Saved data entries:
[Start of Attachment]

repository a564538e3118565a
pub mod fs;
//! 合并策略：对象浅合并，其余一律整体替换

use serde_json::Value;

/// 将编辑后的值与地址处的旧值合并
///
/// 两边都是对象时做浅层键合并：保留旧键顺序，新值覆盖同名键，新增键追加在后；
/// 否则（旧值缺失、为标量/数组/null，或新值不是对象）直接返回 `new`。
/// 编辑框只暴露对象的标量字段，浅合并不会丢掉用户没看到的嵌套子节点。
pub fn combine(old: Option<Value>, new: Value) -> Value {
    match (old, new) {
        (Some(Value::Object(mut merged)), Value::Object(overlay)) => {
            merged.extend(overlay);
            Value::Object(merged)
        }
        (_, new) => new,
    }
}
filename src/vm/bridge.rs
//! VM桥接层：把编辑会话与影子树渲染成终端可显示的文本

use crate::model::session::{EditSession, SessionState};
use crate::model::shadow_tree::JsonTreeNode;

// === 常量定义（消除魔法值） ===
pub const STATUS_LOADED: &str = "文件加载完成";
pub const STATUS_WRITE_BACK_SUCCESS: &str = "回写成功";
pub const STATUS_ERROR_PREFIX: &str = "错误: ";

/// 节点弹窗内容：查看状态显示渲染文本，编辑状态显示草稿
pub fn render_session(session: &EditSession) -> String {
    let content = match session.state() {
        SessionState::Viewing => session.display_text(),
        SessionState::Editing => session.draft().to_string(),
    };
    format!("Content\n{}\n\nJSON Path\n{}", content, session.path_text())
}

/// 影子树列表：按深度缩进，每行 路径 / 类型 / 预览
pub fn render_tree(nodes: &[JsonTreeNode]) -> String {
    nodes
        .iter()
        .map(|node| {
            format!(
                "{}{}  {:?}  {}",
                "  ".repeat(node.depth as usize),
                node.path_text(),
                node.kind,
                node.preview
            )
        })
        .collect::<Vec<_>>()
        .join("\n")
}
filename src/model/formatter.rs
//! 节点文本渲染：字段行 → 可编辑文本，地址 → `$["a"][0]` 形式的路径文本

use serde_json::{Map, Value};

use crate::model::path::PathSegment;
use crate::model::shadow_tree::NodeField;

/// 编辑框中显示的文本
///
/// - 无字段：`{}`
/// - 单个无键字段（裸标量）：该值的 JSON 文本，如 `42`、`"abc"`
/// - 其余：只保留非容器且带键的字段，输出 2 空格缩进的 JSON 对象
///
/// 输出总能被 JSON 解析器重新读回。
pub fn to_editable_text(fields: &[NodeField]) -> String {
    match fields {
        [] => "{}".to_string(),
        [only] if is_unkeyed(only) => only.value.to_string(),
        _ => {
            let obj: Map<String, Value> = fields
                .iter()
                .filter(|f| !f.kind.is_container())
                .filter_map(|f| match f.key.as_deref() {
                    Some(k) if !k.is_empty() => Some((k.to_string(), f.value.clone())),
                    _ => None,
                })
                .collect();
            format!("{:#}", Value::Object(obj))
        }
    }
}

// 空键与缺失键同样视为无键
fn is_unkeyed(field: &NodeField) -> bool {
    field.key.as_deref().map_or(true, str::is_empty)
}

/// 地址的可读形式：空地址为 `$`，下标不加引号，键名按 JSON 字符串转义加引号
pub fn to_path_text(address: &[PathSegment]) -> String {
    let mut out = String::from("$");
    for segment in address {
        match segment {
            PathSegment::Index(i) => out.push_str(&format!("[{}]", i)),
            PathSegment::Key(k) => out.push_str(&format!("[{}]", Value::from(k.as_str()))),
        }
    }
    out
}

#[cfg(test)]
mod tests {
    use super::*;
    use crate::model::shadow_tree::{node_fields, NodeKind};
    use serde_json::json;

    #[test]
    fn test_empty_fields_render_empty_object() {
        assert_eq!(to_editable_text(&[]), "{}");
    }

    #[test]
    fn test_bare_scalar_renders_raw() {
        assert_eq!(to_editable_text(&[NodeField::bare(json!(42))]), "42");
        assert_eq!(to_editable_text(&[NodeField::bare(json!(true))]), "true");
        assert_eq!(to_editable_text(&[NodeField::bare(Value::Null)]), "null");
        assert_eq!(to_editable_text(&[NodeField::bare(json!("苹果"))]), "\"苹果\"");
    }

    #[test]
    fn test_container_fields_are_excluded() {
        let fields = vec![
            NodeField::keyed("a", json!(1)),
            NodeField { key: Some("b".into()), value: json!([1, 2]), kind: NodeKind::Array },
        ];
        assert_eq!(to_editable_text(&fields), "{\n  \"a\": 1\n}");
    }

    #[test]
    fn test_unkeyed_rows_dropped_in_object_form() {
        let fields = vec![
            NodeField::bare(json!(1)),
            NodeField::keyed("name", json!("梨")),
            NodeField::bare(json!(2)),
        ];
        assert_eq!(to_editable_text(&fields), "{\n  \"name\": \"梨\"\n}");
    }

    #[test]
    fn test_only_container_fields_render_empty_object() {
        let fields = node_fields(&json!({"list": [1], "obj": {}}));
        assert_eq!(to_editable_text(&fields), "{}");
    }

    #[test]
    fn test_field_order_follows_rows() {
        let fields = node_fields(&json!({"z": 1, "a": "x", "m": null}));
        assert_eq!(
            to_editable_text(&fields),
            "{\n  \"z\": 1,\n  \"a\": \"x\",\n  \"m\": null\n}"
        );
    }

    #[test]
    fn test_editable_text_parses_back() {
        let fields = node_fields(&json!({"title": "say \"hi\"", "n": 1.5}));
        let parsed: Value = serde_json::from_str(&to_editable_text(&fields)).unwrap();
        assert_eq!(parsed, json!({"title": "say \"hi\"", "n": 1.5}));
    }

    #[test]
    fn test_path_text() {
        assert_eq!(to_path_text(&[]), "$");
        assert_eq!(
            to_path_text(&[PathSegment::Key("fruits".into()), PathSegment::Index(0)]),
            r#"$["fruits"][0]"#
        );
        assert_eq!(
            to_path_text(&[PathSegment::Key("customer".into())]),
            r#"$["customer"]"#
        );
        assert_eq!(
            to_path_text(&[PathSegment::Key("a\"b".into()), PathSegment::Key("0".into())]),
            r#"$["a\"b"]["0"]"#
        );
    }
}
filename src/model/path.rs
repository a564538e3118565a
//! 地址（Address）读写：按键名/索引序列从根定位节点，读取或回写其值

use std::fmt;

use serde::{Deserialize, Serialize};
use serde_json::Value;

use crate::model::data_core::AppError;

/// 地址中的一段：对象键名或数组索引
///
/// 以 untagged 方式序列化，地址整体即 JSON 数组 `["customer", 0]`。
#[derive(Debug, Clone, PartialEq, Eq, Hash, Serialize, Deserialize)]
#[serde(untagged)]
pub enum PathSegment {
    Index(usize),
    Key(String),
}

/// 从根到目标节点的段序列，空序列表示根
pub type Address = Vec<PathSegment>;

impl PathSegment {
    /// 作为数组下标时的取值；键名仅在为规范十进制整数时可用作下标
    pub fn array_index(&self) -> Option<usize> {
        match self {
            PathSegment::Index(i) => Some(*i),
            PathSegment::Key(k) => canonical_index(k),
        }
    }

    /// 作为对象键名时的取值（下标按十进制文本）
    pub fn object_key(&self) -> String {
        match self {
            PathSegment::Index(i) => i.to_string(),
            PathSegment::Key(k) => k.clone(),
        }
    }

    fn empty_container(&self) -> Value {
        match self {
            PathSegment::Index(_) => Value::Array(Vec::new()),
            PathSegment::Key(_) => Value::Object(serde_json::Map::new()),
        }
    }
}

impl fmt::Display for PathSegment {
    fn fmt(&self, f: &mut fmt::Formatter<'_>) -> fmt::Result {
        match self {
            PathSegment::Index(i) => write!(f, "{}", i),
            PathSegment::Key(k) => write!(f, "{}", k),
        }
    }
}

impl From<usize> for PathSegment {
    fn from(i: usize) -> Self {
        PathSegment::Index(i)
    }
}

impl From<&str> for PathSegment {
    fn from(k: &str) -> Self {
        PathSegment::Key(k.to_string())
    }
}

impl From<String> for PathSegment {
    fn from(k: String) -> Self {
        PathSegment::Key(k)
    }
}

/// "0"、"12" 可作下标；"01"、"+1"、"" 不行
fn canonical_index(key: &str) -> Option<usize> {
    let bytes = key.as_bytes();
    if bytes.is_empty() || !bytes.iter().all(u8::is_ascii_digit) {
        return None;
    }
    if bytes.len() > 1 && bytes[0] == b'0' {
        return None;
    }
    key.parse().ok()
}

/// 解析 JSON 数组形式的地址文本，如 `["fruits", 0]`
pub fn parse_address(text: &str) -> Result<Address, AppError> {
    serde_json::from_str(text).map_err(|e| AppError::InvalidAddress(format!("{}: {}", text, e)))
}

fn child<'a>(value: &'a Value, segment: &PathSegment) -> Option<&'a Value> {
    match value {
        Value::Object(map) => map.get(&segment.object_key()),
        Value::Array(items) => segment.array_index().and_then(|i| items.get(i)),
        _ => None,
    }
}

/// 按地址读取节点
///
/// 途中遇到 `null` 或缺失即停止并返回 `None`（表示该地址暂无值，并非错误）；
/// 对非容器取子段同样得到 `None`。空地址返回文档本身。
pub fn get<'a>(document: &'a Value, address: &[PathSegment]) -> Option<&'a Value> {
    let mut current = document;
    for segment in address {
        if current.is_null() {
            return None;
        }
        current = child(current, segment)?;
    }
    Some(current)
}

/// 写入时数组末尾最多补齐的 `null` 个数
pub const MAX_ARRAY_PADDING: usize = 1 << 16;

/// 沿地址只读预演一次写入，拒绝需要补齐过多 `null` 的下标
///
/// 在任何修改发生前检查，失败时文档保持原样。
fn check_array_padding(document: &Value, address: &[PathSegment]) -> Result<(), AppError> {
    let mut current = Some(document);
    for segment in address {
        let len = match current {
            Some(Value::Object(_)) => None,
            Some(Value::Array(items)) => segment.array_index().map(|_| items.len()),
            // 此处将新建容器：下标建空数组，键名建对象
            _ => match segment {
                PathSegment::Index(_) => Some(0),
                PathSegment::Key(_) => None,
            },
        };
        if let (Some(len), Some(index)) = (len, segment.array_index()) {
            if index.saturating_sub(len) > MAX_ARRAY_PADDING {
                return Err(AppError::InvalidAddress(format!(
                    "下标 {} 超出数组长度 {} 过多",
                    index, len
                )));
            }
        }
        current = current.and_then(|c| child(c, segment));
    }
    Ok(())
}

/// 取得 `container` 中 `segment` 对应的槽位，必要时先把 `container` 换成能容纳该段的空容器
///
/// 非容器（含 `null`）与无法按该段寻址的数组都会被替换，容器种类由段类型决定：
/// 下标建数组，键名建对象。越界下标以 `null` 补齐（补齐量已由 `check_array_padding` 限定）。
fn ensure_container_at<'a>(container: &'a mut Value, segment: &PathSegment) -> &'a mut Value {
    match (container, segment.array_index()) {
        (Value::Object(map), _) => map.entry(segment.object_key()).or_insert(Value::Null),
        (Value::Array(items), Some(index)) => {
            if items.len() <= index {
                items.resize(index + 1, Value::Null);
            }
            &mut items[index]
        }
        (slot, _) => {
            if !slot.is_null() {
                tracing::debug!("段 {} 处的旧值不可寻址，已替换为空容器", segment);
            }
            *slot = segment.empty_container();
            ensure_container_at(slot, segment)
        }
    }
}

/// 就地写入：沿地址逐段确保容器存在，最后一段覆盖写入 `value`
///
/// 下标超出数组长度超过 `MAX_ARRAY_PADDING` 时返回 `InvalidAddress`，文档不变。
pub fn set_in_place(document: &mut Value, address: &[PathSegment], value: Value) -> Result<(), AppError> {
    check_array_padding(document, address)?;
    let mut current = document;
    for segment in address {
        current = ensure_container_at(current, segment);
    }
    *current = value;
    Ok(())
}

/// 按地址写入并返回文档（取得所有权，调用方不再与其他读者共享该值）
///
/// 空地址直接以 `value` 替换整个文档。
pub fn set(mut document: Value, address: &[PathSegment], value: Value) -> Result<Value, AppError> {
    set_in_place(&mut document, address, value)?;
    Ok(document)
}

[End of Attachment]

Exercise objective:
Stop at the line containing "pub const STATUS_WRITE_BACK_SUCCESS: &str". Please print exactly every line before it from the start of the records, plus that line itself, and nothing else.

Response area:
repository a564538e3118565a
pub mod fs;
//! 合并策略：对象浅合并，其余一律整体替换

use serde_json::Value;

/// 将编辑后的值与地址处的旧值合并
///
/// 两边都是对象时做浅层键合并：保留旧键顺序，新值覆盖同名键，新增键追加在后；
/// 否则（旧值缺失、为标量/数组/null，或新值不是对象）直接返回 `new`。
/// 编辑框只暴露对象的标量字段，浅合并不会丢掉用户没看到的嵌套子节点。
pub fn combine(old: Option<Value>, new: Value) -> Value {
    match (old, new) {
        (Some(Value::Object(mut merged)), Value::Object(overlay)) => {
            merged.extend(overlay);
            Value::Object(merged)
        }
        (_, new) => new,
    }
}
filename src/vm/bridge.rs
//! VM桥接层：把编辑会话与影子树渲染成终端可显示的文本

use crate::model::session::{EditSession, SessionState};
use crate::model::shadow_tree::JsonTreeNode;

// === 常量定义（消除魔法值） ===
pub const STATUS_LOADED: &str = "文件加载完成";
pub const STATUS_WRITE_BACK_SUCCESS: &str = "回写成功";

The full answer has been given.